Neil Young plans to resurrect his currently dormant Pono brand and convert it into a streaming service.
Young’s Pono brand currently consists of a high-resolution listening device and a digital music store. The legendary artist launched Pono in January 2015, but was taken offline this July after its provider, Omnifone, went into administration and was purchased by 7digital. The digital music store is still offline, but Young hopes the new streaming service will resurrect the brand.
“We’re setting up right now partnerships for a Pono hi-res streaming service, and when we get our streaming service up we’re gonna re-emerge as a streaming service and a hi-res download offer,” Young said via the RS podcast. “That’s what we do, that’s our service: we provide the best that’s available, full-resolution music, great-sounding music, and we’re pushing towards getting our presence in phones and being able to be part of large partnerships that will enable us to be able to share the sound of hi-res and have people experience the sound of hi-res in music, like they have in television.”

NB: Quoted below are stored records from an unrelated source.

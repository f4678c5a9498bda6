#![forbid(unsafe_code)]

//! Revenue sweep for the comparison chart.
//!
//! Ten points from 20% to 200% of the current revenue, each carrying the
//! Significant Influence midpoints for the three complexity tiers.

use serde::{Deserialize, Serialize};

use crate::estimator::estimate;
use crate::matrix::{Complexity, Priority, coefficients};

/// Number of points in every generated series.
pub const SERIES_LEN: usize = 10;

/// Sweep step is `revenue / SWEEP_DIVISOR`.
const SWEEP_DIVISOR: f64 = 5.0;

/// One x-position on the chart with a midpoint per complexity tier.
#[derive(Debug, Clone, Copy, PartialEq, Serialize, Deserialize)]
pub struct SeriesPoint {
    /// Swept revenue, `revenue * i / 5`.
    pub revenue: f64,
    pub simple: u64,
    pub average: u64,
    pub complex: u64,
}

impl SeriesPoint {
    /// Midpoint for a complexity tier.
    #[inline]
    #[must_use]
    pub const fn value(&self, complexity: Complexity) -> u64 {
        match complexity {
            Complexity::Simple => self.simple,
            Complexity::Average => self.average,
            Complexity::Complex => self.complex,
        }
    }
}

/// Build the chart series for `revenue`.
///
/// Always [`SERIES_LEN`] points, freshly computed on each call.
#[must_use]
pub fn generate_series(revenue: u64) -> Vec<SeriesPoint> {
    let midpoint = |sweep: f64, complexity: Complexity| {
        let tier = coefficients(Priority::SignificantInfluence, complexity);
        estimate(sweep, tier.low_pct, tier.high_pct).midpoint()
    };

    (1..=SERIES_LEN)
        .map(|i| {
            let sweep = revenue as f64 * i as f64 / SWEEP_DIVISOR;
            SeriesPoint {
                revenue: sweep,
                simple: midpoint(sweep, Complexity::Simple),
                average: midpoint(sweep, Complexity::Average),
                complex: midpoint(sweep, Complexity::Complex),
            }
        })
        .collect()
}
#![forbid(unsafe_code)]

use unicode_width::UnicodeWidthChar;

use crate::block::{Alignment, Block};
use crate::buffer::Buffer;
use crate::geometry::Rect;
use crate::style::Style;
use crate::{Widget, draw_text_span, set_style_area, text_width};

/// One line of paragraph text with its own style.
#[derive(Debug, Clone, PartialEq, Eq, Default)]
pub struct Line {
    pub text: String,
    pub style: Style,
}

impl Line {
    pub fn raw(text: impl Into<String>) -> Self {
        Self {
            text: text.into(),
            style: Style::default(),
        }
    }

    pub fn styled(text: impl Into<String>, style: Style) -> Self {
        Self {
            text: text.into(),
            style,
        }
    }
}

impl From<&str> for Line {
    fn from(text: &str) -> Self {
        Self::raw(text)
    }
}

impl From<String> for Line {
    fn from(text: String) -> Self {
        Self::raw(text)
    }
}

/// Multi-line text, optionally word-wrapped and framed.
#[derive(Debug, Clone, Default)]
pub struct Paragraph<'a> {
    lines: Vec<Line>,
    block: Option<Block<'a>>,
    style: Style,
    wrap: bool,
    alignment: Alignment,
}

impl<'a> Paragraph<'a> {
    /// Split `text` on newlines into unstyled lines.
    pub fn new(text: &str) -> Self {
        Self::from_lines(text.lines().map(Line::raw))
    }

    pub fn from_lines(lines: impl IntoIterator<Item = Line>) -> Self {
        Self {
            lines: lines.into_iter().collect(),
            ..Self::default()
        }
    }

    pub fn block(mut self, block: Block<'a>) -> Self {
        self.block = Some(block);
        self
    }

    pub fn style(mut self, style: Style) -> Self {
        self.style = style;
        self
    }

    /// Wrap at word boundaries instead of clipping at the right edge.
    pub fn wrap(mut self, wrap: bool) -> Self {
        self.wrap = wrap;
        self
    }

    pub fn alignment(mut self, alignment: Alignment) -> Self {
        self.alignment = alignment;
        self
    }

    /// Number of rows this paragraph needs at `width` (excluding any block).
    pub fn line_count(&self, width: u16) -> usize {
        if !self.wrap {
            return self.lines.len();
        }
        self.lines
            .iter()
            .map(|line| wrap_words(&line.text, width).len())
            .sum()
    }
}

impl Widget for Paragraph<'_> {
    fn render(&self, area: Rect, buf: &mut Buffer) {
        #[cfg(feature = "tracing")]
        let _span = tracing::trace_span!(
            "widget_render",
            widget = "Paragraph",
            w = area.width,
            h = area.height
        )
        .entered();

        set_style_area(buf, area, self.style);
        let text_area = match &self.block {
            Some(block) => {
                block.render(area, buf);
                block.inner(area)
            }
            None => area,
        };
        if text_area.is_empty() {
            return;
        }

        let rows = self.lines.iter().flat_map(|line| {
            let style = self.style.patch(line.style);
            let pieces = if self.wrap {
                wrap_words(&line.text, text_area.width)
            } else {
                vec![line.text.clone()]
            };
            pieces.into_iter().map(move |piece| (piece, style))
        });

        for (y, (text, style)) in (text_area.y..text_area.bottom()).zip(rows) {
            let width = (text_width(&text) as u16).min(text_area.width);
            let x = text_area.x + self.alignment.offset(text_area.width, width);
            draw_text_span(buf, x, y, &text, style, text_area.right());
        }
    }
}

/// Greedy word wrap to `width` cells.
///
/// Runs of whitespace collapse to one space between words; a word wider
/// than `width` is broken across rows. Always yields at least one row.
pub fn wrap_words(text: &str, width: u16) -> Vec<String> {
    let width = usize::from(width.max(1));
    let mut rows = Vec::new();
    let mut current = String::new();
    let mut current_width = 0usize;

    for word in text.split_whitespace() {
        let word_width = text_width(word);
        let needed = if current.is_empty() {
            word_width
        } else {
            current_width + 1 + word_width
        };

        if needed <= width {
            if !current.is_empty() {
                current.push(' ');
                current_width += 1;
            }
            current.push_str(word);
            current_width += word_width;
            continue;
        }

        if !current.is_empty() {
            rows.push(std::mem::take(&mut current));
            current_width = 0;
        }
        if word_width <= width {
            current.push_str(word);
            current_width = word_width;
            continue;
        }

        // Hard-break an oversized word.
        for ch in word.chars() {
            let w = ch.width().unwrap_or(0);
            if current_width + w > width && !current.is_empty() {
                rows.push(std::mem::take(&mut current));
                current_width = 0;
            }
            current.push(ch);
            current_width += w;
        }
    }

    if !current.is_empty() || rows.is_empty() {
        rows.push(current);
    }
    rows
}
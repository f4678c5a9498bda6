#![forbid(unsafe_code)]

//! Currency and axis-label formatting.
//!
//! ```
//! use bcalc_core::format::{format_axis, format_currency};
//!
//! assert_eq!(format_currency(1_234_567.0), "$1,234,567");
//! assert_eq!(format_axis(1_500_000_000.0), "$1.5B");
//! assert_eq!(format_axis(20_000_000.0), "$20M");
//! ```

use crate::estimator::BudgetRange;

/// Suffixes for abbreviated axis labels, largest first.
const AXIS_UNITS: &[(f64, &str)] = &[(1.0e9, "B"), (1.0e6, "M"), (1.0e3, "K")];

/// Whole-unit currency with thousands separators and no cents.
///
/// Fractional input is rounded to the nearest unit; negative values keep
/// their sign in front of the symbol.
#[must_use]
pub fn format_currency(value: f64) -> String {
    let rounded = value.round();
    let magnitude = rounded.abs() as u64;
    let sign = if rounded < 0.0 { "-" } else { "" };
    format!("{sign}${}", group_thousands(magnitude))
}

/// `"$188,000 - $300,000"`.
#[must_use]
pub fn format_range(range: BudgetRange) -> String {
    format!(
        "{} - {}",
        format_currency(range.min as f64),
        format_currency(range.max as f64)
    )
}

/// Abbreviated chart tick label: `$1.5B`, `$20M`, `$500K`, `$0`.
///
/// One decimal place, dropped when it is zero.
#[must_use]
pub fn format_axis(value: f64) -> String {
    for &(unit, suffix) in AXIS_UNITS {
        if value.abs() >= unit {
            return format!("${}{suffix}", one_decimal(value / unit));
        }
    }
    format!("${}", one_decimal(value))
}

/// Insert `,` every three digits from the right.
#[must_use]
pub fn group_thousands(value: u64) -> String {
    let digits = value.to_string();
    let mut out = String::with_capacity(digits.len() + digits.len() / 3);
    for (i, ch) in digits.chars().enumerate() {
        if i > 0 && (digits.len() - i) % 3 == 0 {
            out.push(',');
        }
        out.push(ch);
    }
    out
}

fn one_decimal(value: f64) -> String {
    let tenths = (value * 10.0).round() / 10.0;
    if tenths.fract() == 0.0 {
        format!("{tenths:.0}")
    } else {
        format!("{tenths:.1}")
    }
}
#![forbid(unsafe_code)]

//! Revenue input rules: free-text sanitizing, stepping, and the low-revenue advisory.

/// Revenue shown when the calculator starts.
pub const DEFAULT_REVENUE: u64 = 100_000_000;

/// Increment/decrement step.
pub const REVENUE_STEP: u64 = 1_000_000;

/// Decrement never goes below this.
pub const MIN_STEPPED_REVENUE: u64 = 1_000_000;

/// Below this, displayed budgets are pinned to the baseline.
pub const BASELINE_REVENUE: u64 = 10_000_000;

/// Convert free text to a revenue figure.
///
/// Every non-digit character is dropped, so `"$1,250,000"` and `"1 250 000"`
/// both read as `1_250_000`. Text without digits reads as zero. Values past
/// `u64::MAX` saturate.
#[must_use]
pub fn sanitize_revenue_input(text: &str) -> u64 {
    text.chars()
        .filter_map(|c| c.to_digit(10))
        .fold(0u64, |acc, digit| {
            acc.saturating_mul(10).saturating_add(u64::from(digit))
        })
}

/// Keep only the ASCII digits of `text`, as the input field displays them.
#[must_use]
pub fn digits_only(text: &str) -> String {
    text.chars().filter(char::is_ascii_digit).collect()
}

/// One step up.
#[inline]
#[must_use]
pub const fn increment(revenue: u64) -> u64 {
    revenue.saturating_add(REVENUE_STEP)
}

/// One step down, floored at [`MIN_STEPPED_REVENUE`].
#[inline]
#[must_use]
pub fn decrement(revenue: u64) -> u64 {
    revenue
        .saturating_sub(REVENUE_STEP)
        .max(MIN_STEPPED_REVENUE)
}

/// Whether the low-revenue advisory applies.
#[inline]
#[must_use]
pub const fn is_low_revenue(revenue: u64) -> bool {
    revenue < BASELINE_REVENUE
}

#[cfg(test)]
mod tests {
    use super::*;

    #[test]
    fn strips_currency_punctuation() {
        assert_eq!(sanitize_revenue_input("$1,250,000"), 1_250_000);
        assert_eq!(sanitize_revenue_input(" 42 000 "), 42_000);
        assert_eq!(sanitize_revenue_input("12.50"), 1_250);
    }

    #[test]
    fn garbage_reads_as_zero() {
        assert_eq!(sanitize_revenue_input(""), 0);
        assert_eq!(sanitize_revenue_input("abc"), 0);
        assert_eq!(sanitize_revenue_input("-"), 0);
    }

    #[test]
    fn minus_sign_is_dropped() {
        assert_eq!(sanitize_revenue_input("-5000000"), 5_000_000);
    }

    #[test]
    fn overflow_saturates() {
        assert_eq!(sanitize_revenue_input(&"9".repeat(40)), u64::MAX);
    }

    #[test]
    fn unicode_digits_are_not_revenue() {
        // Arabic-Indic digits are not ASCII; `to_digit(10)` rejects them too.
        assert_eq!(sanitize_revenue_input("٣٤"), 0);
        assert_eq!(digits_only("٣4"), "4");
    }

    #[test]
    fn step_up_and_down() {
        assert_eq!(increment(100_000_000), 101_000_000);
        assert_eq!(decrement(100_000_000), 99_000_000);
        assert_eq!(increment(u64::MAX), u64::MAX);
    }

    #[test]
    fn decrement_floors_at_one_million() {
        assert_eq!(decrement(1_500_000), 1_000_000);
        assert_eq!(decrement(1_000_000), 1_000_000);
        assert_eq!(decrement(0), 1_000_000);
    }

    #[test]
    fn advisory_below_baseline_only() {
        assert!(is_low_revenue(0));
        assert!(is_low_revenue(9_999_999));
        assert!(!is_low_revenue(10_000_000));
        assert!(!is_low_revenue(DEFAULT_REVENUE));
    }
}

Pono initially consisted of two million songs, each with lossless FLAC download capability. This allowed high quality downloads, but lead to frustrating delays and lengthy buffering times. The rebooted Pono will not use lossless compression methods, and will partner with a Singapore-based company to stream its catalog at varying levels of audio quality.
“We want to maintain our quality level when we go to streaming and I think we can,” Young said. “And if you have the bandwidth, you can get the full frequency, the full everything. If you don’t have the bandwidth, your app will show you what you’re missing… You’ll be able to move around and there won’t be any break in the music, but the resolution of the sound will change and you’ll be able to tell what happened when you look at your screen. And that will educate people as to the difference between hi-resolution music and regular streaming-level music.”
For years, Young withheld his entire personal catalogue from streaming services. In April, he reversed his stance, granting Tidal the right to stream his music. He later granted Spotify the same right.